Our daughter was a junior in high school when she told us she was pregnant. You already know about all the scary stuff so I won’t dwell on that. I will say the biological father (17) & his parents were a problem, then gone, then back but not in a good way, then tolerable with the help of a great family law attorney. We had initially hoped for marriage but we now know that would have been a disaster. I must say before “the news”, our daughter was most likely going to end up out of town, maybe even out of state, attending a college with no career plans in mind.

Although alcohol and drugs were never a problem with her, we feared for college life’s influence on her, and we considered her very susceptible.

As it turns out, we quickly met with a Christian pregnancy center and they helped all of us get through this difficult situation. Our daughter grew 5 years in maturity in a matter of weeks. She embraced this as a very serious Mom who needed to make plans and provisions for herself and her child as a single parent. She grasped that she now had a clear purpose in life, which is something that almost all of her peers lacked and that many are still looking for 8 years later. Instead of wasting time and money and debt going to a college without any direction, she quickly determined how much money she had to make in order to provide for herself and child, and what occupations were in demand and paying what she needed. She made plans to graduate high school early and chose an Associates Degree plan that would equip her to immediately get a good paying job. She stayed at home with us and insisted on working part-time to pay many out of pocket costs for her and her child. While we were there to help with our grandchild, she totally maintained her role as Mom in every way. This was all VERY tough for her, as you all know, but she made it through. By staying home with us, persevering, and utilizing grants and scholarships not otherwise available to her, she graduated college debt free!

She ended up getting a good paying, fairly flexible job immediately upon graduating, and one that she truly enjoys (how many people can say that!). While attending school, she met a man through a church group, one who loved God and children. Soon after graduating, they got married and now have a child of their own. Given the difficult initial circumstances, I believe God then used that teen pregnancy and baby, in many ways, to save my daughter’s life. And we know many people who (although they wouldn’t choose this particular path) certainly wish their adult children had the same purpose, maturity, family life, and financial stability as our daughter, or shoot, even HALF of that.

I am praying for all of you.

I Couldn’t Get an Abortion from that Moment On

I’m 18 years old. I’m a senior in high school and I’m 4 months pregnant…. This is my story.

Let me tell you a little about myself. I had a very tough childhood growing up. I grew up without parents; I live with my grandparents instead. Growing up, I loved art & anime but what I loved the most was drawing anime or painting anime…. It became my dearest passion. It was my favorite thing in the world. I even considered going to art school, but all of that changed, in September.

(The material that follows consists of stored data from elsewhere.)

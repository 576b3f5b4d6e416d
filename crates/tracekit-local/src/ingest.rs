// Copyright 2023-Present Datadog, Inc. https://www.datadoghq.com/
// SPDX-License-Identifier: Apache-2.0

use std::sync::Arc;

use tokio::sync::Mutex;
use tracing::debug;

use crate::broadcaster::{Broadcaster, LiveEvent};
use crate::error::IngestError;
use crate::normalizer;
use crate::otlp::OtlpTraceRequest;
use crate::trace_store::TraceStorage;

const UNKNOWN_SERVICE: &str = "unknown";

#[derive(Debug, Clone, Copy, PartialEq, Eq)]
pub struct IngestSummary {
    /// Number of spans stored from the batch.
    pub accepted: usize,
}

/// Drives decoded OTLP batches through the normalizer into the store, and announces each stored
/// record to live subscribers.
///
/// A store change and the event announcing it happen under one lock, so subscribers see events
/// in the same order the store applied the changes.
#[derive(Debug, Clone)]
pub struct IngestCoordinator {
    store: TraceStorage,
    broadcaster: Arc<Broadcaster>,
    publish_lock: Arc<Mutex<()>>,
}

impl IngestCoordinator {
    pub fn new(store: TraceStorage, broadcaster: Arc<Broadcaster>) -> Self {
        IngestCoordinator {
            store,
            broadcaster,
            publish_lock: Arc::new(Mutex::new(())),
        }
    }

    pub fn store(&self) -> &TraceStorage {
        &self.store
    }

    pub fn broadcaster(&self) -> &Arc<Broadcaster> {
        &self.broadcaster
    }

    /// Stores every span of the batch. Spans are handled independently; one with missing fields
    /// is stored with defaults rather than failing the batch.
    pub async fn ingest(&self, request: OtlpTraceRequest) -> IngestSummary {
        let mut accepted = 0;
        for resource_spans in request.resource_spans {
            let service = resource_spans
                .service_name()
                .unwrap_or(UNKNOWN_SERVICE)
                .to_string();

            for scope_spans in resource_spans.scope_spans {
                for span in scope_spans.spans {
                    let span = normalizer::normalize(span, &service);
                    let _guard = self.publish_lock.lock().await;
                    let record = self.store.add(span).await;
                    let delivered = self
                        .broadcaster
                        .publish(&LiveEvent::NewTrace { trace: record })
                        .await;
                    debug!("Stored span for service {service}, notified {delivered} subscribers");
                    accepted += 1;
                }
            }
        }
        IngestSummary { accepted }
    }

    /// Parses and validates a raw request body, then ingests it. Nothing is stored when the body
    /// is rejected.
    pub async fn ingest_body(&self, body: &[u8]) -> Result<IngestSummary, IngestError> {
        let request = OtlpTraceRequest::from_slice(body)?;
        Ok(self.ingest(request).await)
    }

    /// Empties the store and tells live subscribers about it.
    pub async fn clear(&self) {
        let _guard = self.publish_lock.lock().await;
        self.store.clear().await;
        self.broadcaster.publish(&LiveEvent::TracesCleared).await;
    }
}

I met a guy online. He was very sweet and shy like me. We began chatting then he eventually met me on September 24th. I walked all the way to the mall just to meet him. We had a connection, it was nothing like I ever had with anyone else… I fell in love with him that night. In early October, we had unprotected sex and later in October, I started having all the pregnancy symptoms…expect vomiting. But I would feel sick, but not like I would have to throw up. My period was also late. I was supposed to get it on the 26th, but it was a couple days late. I had a 28 day cycle and my periods were never irregular. I was really worried, but thought maybe it’s late this time. I was so WRONG!

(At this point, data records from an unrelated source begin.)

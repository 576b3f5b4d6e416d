// Copyright 2023-Present Datadog, Inc. https://www.datadoghq.com/
// SPDX-License-Identifier: Apache-2.0

//! Local trace backend: accepts OTLP/HTTP JSON trace exports, keeps a bounded window of recent
//! spans in memory, serves them over a small JSON API and streams new ones to live viewers over
//! a WebSocket.

#![cfg_attr(not(test), deny(clippy::panic))]
#![cfg_attr(not(test), deny(clippy::unwrap_used))]
#![cfg_attr(not(test), deny(clippy::expect_used))]
#![cfg_attr(not(test), deny(clippy::todo))]
#![cfg_attr(not(test), deny(clippy::unimplemented))]

pub mod broadcaster;
pub mod config;
pub mod error;
pub mod http_utils;
pub mod ingest;
pub mod live_channel;
pub mod local_ui;
pub mod normalizer;
pub mod otlp;
pub mod trace_processor;
pub mod trace_store;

Forward to November 11th, I took a pregnancy test and BOOM! Positive! Then I wanted to see a doctor just to make sure the test wasn’t inaccurate. I went to the doctor’s on the 16th of November and sure enough, I was indeed pregnant. When the doctor told me, I just froze. I was scared, anxious, worried. I wanted to give up and die that day. I felt so stupid and irresponsible. I didn’t know what to do… How can I take care of a baby? I’m too young for this! People are going to judge me! I kept getting all these thoughts in my head at once. How am I getting to tell him? Or my grandparents?

My grandparents eventually found out on their own and they were supportive, but I had to tell him. I had to tell him, I just didn’t know how! I sent him a text message a couple days after the appointment, then I waited for a response from him. He was pretty angry and scared. At first, he ended up cutting off connections with me and deleting me off everything…. It broke my heart. He also refused to tell his parents or anyone about my pregnancy, which I ended up writing them a note when I was 3 months pregnant. They responded back and they were also supportive and they even said I could live with them when I’m finished with school or when I get my GED. He also apologized and now we are back together.

At first, this pregnancy was a nightmare! I hated being pregnant and I was considering abortion, but now I’m happy with my baby! I had my first ultrasound and I fell in love whether he was there or not! I couldn’t get an abortion from that moment on. I’m happier than I ever was.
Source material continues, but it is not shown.